AWS re:Invent 2022 - How Disney used AWS Glue as a data integration and ETL framework (ANT335)

Summary

  • Alona Nadler, AWS Glue Head of Product, and Ralph Peterkin, Principal Technical Architect from Disney, presented how Disney leverages AWS Glue for data integration and ETL.
  • Alona provided an overview of data integration challenges, the evolution of data, and the spectrum of ETL solutions from traditional to do-it-yourself platforms.
  • AWS Glue was introduced as a serverless service that combines the benefits of traditional ETL and open-source platforms, offering cost efficiency and ease of use.
  • AWS Glue features include serverless infrastructure, per-second billing, auto-scaling, support for multiple engines (Spark, Python Shell, Ray), and a variety of connectors.
  • Glue provides different ways to author and operationalize jobs, catering to various user skills and needs, and integrates with Git, job monitoring, and workflow orchestration.
  • Data management in Glue includes a Data Catalog, crawlers for schema recognition, and tools for sensitive data detection.
  • Ralph Peterkin shared Disney's journey with AWS Glue, which began during COVID-19 when new data sets and analytical processes were needed for capacity management.

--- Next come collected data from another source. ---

//! Band-limited resampling in the frequency domain
//!
//! A signal is treated as one period of a periodic band-limited waveform:
//! its spectrum is truncated or zero-extended to the new length and
//! transformed back. Used to oversample impulse responses for sub-sample onset
//! detection and to convert measured sets to the rendering sample rate.

use crate::{ir::ImpulseResponse, AudioBuffer, BinauralError, BinauralResult, Sample};
use log::debug;
use realfft::RealFftPlanner;
use rustfft::num_complex::Complex;

/// FFT resampler that caches plans across calls.
pub struct Resampler {
    planner: RealFftPlanner<Sample>,
}

impl Default for Resampler {
    fn default() -> Self {
        Self::new()
    }
}

impl core::fmt::Debug for Resampler {
    fn fmt(&self, f: &mut core::fmt::Formatter<'_>) -> core::fmt::Result {
        f.debug_struct("Resampler").finish()
    }
}

impl Resampler {
    /// Create a resampler with an empty plan cache
    pub fn new() -> Self {
        Self {
            planner: RealFftPlanner::new(),
        }
    }

    /// Resample `signal` to exactly `new_len` samples.
    ///
    /// Empty input or a zero target length yields `new_len` zeros.
    pub fn resample(&mut self, signal: &[Sample], new_len: usize) -> BinauralResult<AudioBuffer> {
        let old_len = signal.len();
        if old_len == 0 || new_len == 0 {
            return Ok(vec![0.0; new_len]);
        }
        if old_len == new_len {
            return Ok(signal.to_vec());
        }

        let r2c = self.planner.plan_fft_forward(old_len);
        let mut input = signal.to_vec();
        let mut spectrum = r2c.make_output_vec();
        r2c.process(&mut input, &mut spectrum)?;

        let c2r = self.planner.plan_fft_inverse(new_len);
        let mut resized = c2r.make_input_vec();

        let shared = old_len.min(new_len);
        let nyquist = shared / 2;
        resized[..=nyquist].copy_from_slice(&spectrum[..=nyquist]);

        // an even-length Nyquist bin stands for both the +N/2 and -N/2 components
        if shared % 2 == 0 {
            if new_len < old_len {
                resized[nyquist] = Complex::new(2.0 * resized[nyquist].re, 0.0);
            } else {
                resized[nyquist] *= 0.5;
            }
        }

        resized[0].im = 0.0;
        if new_len % 2 == 0 {
            resized[new_len / 2].im = 0.0;
        }

        let mut output = c2r.make_output_vec();
        c2r.process(&mut resized, &mut output)?;

        let scale = 1.0 / old_len as Sample;
        for sample in output.iter_mut() {
            *sample *= scale;
        }
        Ok(output)
    }

    /// Resample both channels of an impulse response to `new_len` samples.
    pub fn resample_ir(
        &mut self,
        ir: &ImpulseResponse,
        new_len: usize,
    ) -> BinauralResult<ImpulseResponse> {
        let left = self.resample(ir.left(), new_len)?;
        let right = self.resample(ir.right(), new_len)?;
        ImpulseResponse::new(left, right)
    }
}

/// Resample `signal` to `new_len` samples with a one-off plan.
pub fn resample(signal: &[Sample], new_len: usize) -> BinauralResult<AudioBuffer> {
    Resampler::new().resample(signal, new_len)
}

/// Convert every response of a set from `from_rate` to `to_rate` Hz.
///
/// Each response of `n` samples becomes `floor(n * to_rate / from_rate)` samples.
pub fn resample_set(
    set: &[ImpulseResponse],
    from_rate: u32,
    to_rate: u32,
) -> BinauralResult<Vec<ImpulseResponse>> {
    if from_rate == 0 || to_rate == 0 {
        return Err(BinauralError::InvalidSampleRate);
    }
    if from_rate == to_rate {
        return Ok(set.to_vec());
    }

    debug!(
        "resampling {} impulse responses from {} Hz to {} Hz",
        set.len(),
        from_rate,
        to_rate
    );

    let mut resampler = Resampler::new();
    set.iter()
        .map(|ir| {
            let new_len = (ir.len() as u64 * to_rate as u64 / from_rate as u64) as usize;
            resampler.resample_ir(ir, new_len)
        })
        .collect()
}
//! Stereo impulse responses and routing-matrix construction

use crate::{matrix::RoutingTriple, AudioBuffer, BinauralError, BinauralResult, Sample};

/// Measured left/right impulse response for one source position.
///
/// Both channels always have the same length.
#[derive(Debug, Clone, PartialEq)]
#[cfg_attr(feature = "serde", derive(serde::Serialize, serde::Deserialize))]
pub struct ImpulseResponse {
    left: AudioBuffer,
    right: AudioBuffer,
}

impl ImpulseResponse {
    /// Pair up left and right channels. Fails if their lengths differ.
    pub fn new(left: AudioBuffer, right: AudioBuffer) -> BinauralResult<Self> {
        if left.len() != right.len() {
            return Err(BinauralError::UnequalChannels {
                left: left.len(),
                right: right.len(),
            });
        }
        Ok(Self { left, right })
    }

    /// Build a whole set from `(left, right)` pairs, reporting the offending
    /// position on a length mismatch.
    pub fn set_from_pairs(
        pairs: impl IntoIterator<Item = (AudioBuffer, AudioBuffer)>,
    ) -> BinauralResult<Vec<Self>> {
        pairs
            .into_iter()
            .enumerate()
            .map(|(position, (left, right))| {
                Self::new(left, right).map_err(|err| match err {
                    BinauralError::UnequalChannels { left, right } => {
                        BinauralError::ChannelLengthMismatch {
                            position,
                            left,
                            right,
                        }
                    }
                    other => other,
                })
            })
            .collect()
    }

    /// Left-ear channel
    pub fn left(&self) -> &[Sample] {
        &self.left
    }

    /// Right-ear channel
    pub fn right(&self) -> &[Sample] {
        &self.right
    }

    /// Both channels, left first.
    pub fn channels(&self) -> [&[Sample]; 2] {
        [&self.left, &self.right]
    }

    /// Consume into `(left, right)`.
    pub fn into_channels(self) -> (AudioBuffer, AudioBuffer) {
        (self.left, self.right)
    }

    /// Samples per channel
    pub fn len(&self) -> usize {
        self.left.len()
    }

    /// True if both channels are empty
    pub fn is_empty(&self) -> bool {
        self.left.is_empty()
    }

    /// Copy with every sample multiplied by `gain`.
    pub fn scaled(&self, gain: Sample) -> Self {
        Self {
            left: self.left.iter().map(|&x| x * gain).collect(),
            right: self.right.iter().map(|&x| x * gain).collect(),
        }
    }

    /// Copy with `samples` zeros prepended to both channels.
    pub fn delayed(&self, samples: usize) -> Self {
        let pad = |ch: &[Sample]| {
            let mut out = vec![0.0; samples + ch.len()];
            out[samples..].copy_from_slice(ch);
            out
        };
        Self {
            left: pad(&self.left),
            right: pad(&self.right),
        }
    }

    /// Zero-extend both channels to `len` samples. Never truncates.
    pub fn pad_to(&mut self, len: usize) {
        if len > self.left.len() {
            self.left.resize(len, 0.0);
            self.right.resize(len, 0.0);
        }
    }
}

/// Length of the longest response in a set, zero for an empty set.
pub fn max_len(set: &[ImpulseResponse]) -> usize {
    set.iter().map(ImpulseResponse::len).max().unwrap_or(0)
}

/// Routing for a set of stereo responses: input channel `i` feeds output 0
/// (left ear) through `set[i].left` and output 1 (right ear) through `set[i].right`.
pub fn routing_triples(set: &[ImpulseResponse]) -> Vec<RoutingTriple> {
    set.iter()
        .enumerate()
        .flat_map(|(input, ir)| {
            [
                RoutingTriple::new(input, 0, ir.left.clone()),
                RoutingTriple::new(input, 1, ir.right.clone()),
            ]
        })
        .collect()
}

  • Disney's technical architecture includes a developer pipeline, data storage layer, control plane, and an internal Glue framework.

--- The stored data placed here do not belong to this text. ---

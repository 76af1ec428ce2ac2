#![warn(missing_docs)]
#![warn(rust_2018_idioms)]
#![doc = include_str!("../README.md")]

pub mod adapter;
pub mod align;
pub mod binaural;
pub mod calibrate;
pub mod ir;
pub mod matrix;
pub mod partitioned;
pub mod resample;
pub mod spectrum;
pub mod utils;

pub use adapter::*;
pub use align::*;
pub use binaural::*;
pub use calibrate::*;
pub use ir::*;
pub use matrix::*;
pub use partitioned::*;
pub use resample::*;
pub use spectrum::*;
pub use utils::*;

use thiserror::Error;

/// Audio sample type (32-bit float).
pub type Sample = f32;

/// Buffer of audio samples.
pub type AudioBuffer = Vec<Sample>;

/// Which side of a routing triple an out-of-range index refers to.
#[derive(Debug, Clone, Copy, PartialEq, Eq)]
pub enum ChannelKind {
    /// Engine input channel.
    Input,
    /// Engine output channel.
    Output,
}

impl core::fmt::Display for ChannelKind {
    fn fmt(&self, f: &mut core::fmt::Formatter<'_>) -> core::fmt::Result {
        match self {
            ChannelKind::Input => write!(f, "input"),
            ChannelKind::Output => write!(f, "output"),
        }
    }
}

/// Errors raised while preparing impulse responses or running the convolution engine.
///
/// Everything except [`BinauralError::Fft`] and [`BinauralError::BufferSizeMismatch`]
/// is a configuration error and is reported before any audio is processed.
#[derive(Debug, Error)]
pub enum BinauralError {
    /// Block size must be at least one sample.
    #[error("block size must be greater than zero")]
    InvalidBlockSize,
    /// A routing triple refers to a channel the engine does not have.
    #[error("{kind} channel {index} out of range (engine has {count})")]
    ChannelOutOfRange {
        /// Input or output side.
        kind: ChannelKind,
        /// Offending index.
        index: usize,
        /// Number of channels on that side.
        count: usize,
    },
    /// No impulse responses were supplied.
    #[error("impulse response set is empty")]
    EmptyImpulseResponseSet,
    /// Left and right channels of a single response differ in length.
    #[error("left channel has {left} samples, right has {right}")]
    UnequalChannels {
        /// Left channel length.
        left: usize,
        /// Right channel length.
        right: usize,
    },
    /// Left and right channels of one position in a set differ in length.
    #[error("position {position}: left channel has {left} samples, right has {right}")]
    ChannelLengthMismatch {
        /// Position index within the set.
        position: usize,
        /// Left channel length.
        left: usize,
        /// Right channel length.
        right: usize,
    },
    /// Alignment needs an oversampling factor of at least one.
    #[error("oversampling factor must be greater than zero")]
    InvalidOversampleFactor,
    /// The polarity-corrected maximum of the whole set is zero, so no onset exists.
    #[error("impulse response set has no non-zero peak")]
    ZeroPeak,
    /// A channel has zero mean amplitude and cannot be gain-normalised.
    #[error("position {position} has a silent channel, cannot compute gain")]
    ZeroPower {
        /// Position index within the set.
        position: usize,
    },
    /// A renderer drives a different number of loudspeakers than there are responses for its path.
    #[error("{path} path: renderer has {channels} channels but {responses} impulse responses were supplied")]
    LayoutMismatch {
        /// Rendering path being prepared.
        path: RenderPath,
        /// Loudspeaker channels produced by the renderer.
        channels: usize,
        /// Impulse responses supplied for the path.
        responses: usize,
    },
    /// Sample rate must be positive.
    #[error("invalid sample rate")]
    InvalidSampleRate,
    /// Runtime buffer does not have the shape the engine was built for.
    #[error("buffer size mismatch: expected {expected}, got {actual}")]
    BufferSizeMismatch {
        /// Expected size.
        expected: usize,
        /// Size that was supplied.
        actual: usize,
    },
    /// Transform failure inside realfft.
    #[error("FFT processing error: {0}")]
    Fft(#[from] realfft::FftError),
}

/// Result type for preparation and convolution operations
pub type BinauralResult<T> = Result<T, BinauralError>;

  • The internal Glue framework uses YAML as a declarative language and caters to data engineers, scientists, and analysts.
  • Disney faced limitations with AWS Glue, which led to custom solutions using EventBridge, Lambda, and DynamoDB for job status tracking and metadata management.

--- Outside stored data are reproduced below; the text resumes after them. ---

//! Uniform partitioned convolution for a single routing path
//!
//! The filter is split into `block_size` partitions, each transformed once at
//! construction. Instead of keeping a delay line of past input spectra and
//! re-summing every partition against it on each call, every incoming spectrum
//! is multiplied into a ring of output accumulators: slot `k` ahead of the read
//! cursor collects the contribution that becomes due `k` blocks from now. Each
//! call therefore costs one multiply-accumulate per partition and the sum for
//! the current block is already complete when it is returned.

use crate::{
    spectrum::{multiply_accumulate, BlockFft, FrequencyBlock},
    BinauralResult, Sample,
};

/// One FIR filter applied in the frequency domain, one block per call.
///
/// # Example
///
/// ```rust
/// use binconv::{BlockFft, ConvolutionChannel, FrequencyBlock};
///
/// let fft = BlockFft::new(4).unwrap();
/// let mut channel = ConvolutionChannel::new(&[1.0, 0.5, 0.25, 0.125, 0.0625], &fft).unwrap();
/// assert_eq!(channel.num_partitions(), 2);
///
/// let input = FrequencyBlock::from_time_domain(&[1.0, 0.0, 0.0, 0.0], &fft).unwrap();
/// let output = channel.step(&input);
/// assert!(!output.is_zero());
/// ```
#[derive(Debug, Clone)]
pub struct ConvolutionChannel {
    /// Transformed filter partitions, earliest taps first
    partitions: Vec<FrequencyBlock>,
    /// Output accumulators; `slots[(cursor + k) % len]` is due in `k` blocks
    slots: Vec<FrequencyBlock>,
    cursor: usize,
}

impl ConvolutionChannel {
    /// Partition and transform `filter` for the block size planned by `fft`.
    ///
    /// An empty filter yields a single silent partition, so the channel always
    /// outputs silence.
    pub fn new(filter: &[Sample], fft: &BlockFft) -> BinauralResult<Self> {
        let block_size = fft.block_size();
        let num_partitions = filter.len().div_ceil(block_size).max(1);

        let mut scratch = fft.make_scratch();
        let mut partitions = Vec::with_capacity(num_partitions);
        for i in 0..num_partitions {
            let start = (i * block_size).min(filter.len());
            let end = (start + block_size).min(filter.len());

            let mut partition = FrequencyBlock::zero();
            partition.set_from_time_domain(&filter[start..end], fft, &mut scratch)?;
            partitions.push(partition);
        }

        let slots = vec![FrequencyBlock::zero(); num_partitions];

        Ok(Self {
            partitions,
            slots,
            cursor: 0,
        })
    }

    /// Number of filter partitions (and history slots).
    pub fn num_partitions(&self) -> usize {
        self.partitions.len()
    }

    /// Feed one transformed input block and return this block's output spectrum.
    ///
    /// The returned block stays valid until the next call.
    pub fn step(&mut self, input: &FrequencyBlock) -> &FrequencyBlock {
        let len = self.slots.len();

        // the slot returned by the previous call becomes the furthest-ahead one
        self.slots[(self.cursor + len - 1) % len].clear();

        for (k, partition) in self.partitions.iter().enumerate() {
            let slot = &mut self.slots[(self.cursor + k) % len];
            multiply_accumulate(slot, partition, input);
        }

        let current = self.cursor;
        self.cursor = (self.cursor + 1) % len;
        &self.slots[current]
    }

    /// Forget all past input. Filter partitions are kept.
    pub fn reset(&mut self) {
        for slot in self.slots.iter_mut() {
            slot.clear();
        }
        self.cursor = 0;
    }
}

  • Disney's dashboard provides job tracking, error handling, and performance insights.
  • The success with AWS Glue led Disney to migrate workloads from Hadoop to Glue and expand the platform to Disneyland Paris.

Insights

  • AWS Glue's serverless nature and scalability have been crucial for Disney to manage a large number of jobs efficiently, reducing the need for infrastructure management.
  • Disney's approach to abstracting Glue jobs into clusters and using a control plane for job submission and tracking demonstrates a sophisticated use of AWS services to overcome Glue's limitations.
  • The internal Glue framework developed by Disney highlights the need for customization in large enterprises to meet specific compliance and operational requirements.
  • Disney's migration from Hadoop to AWS Glue signifies a shift towards more managed, serverless data platforms that can offer faster time to market and lower operational overhead.
  • The ability to use AWS Glue for both ETL and data extraction (as a replacement for tools like Scoop) showcases the versatility of the service.
  • Disney's experience with AWS Glue underscores the importance of monitoring and error handling in data pipelines, as well as the need for detailed job tracking and performance analysis.
  • The successful deployment of AWS Glue at Disneyland Paris indicates that the solutions developed by Disney are scalable and transferable across different geographic locations.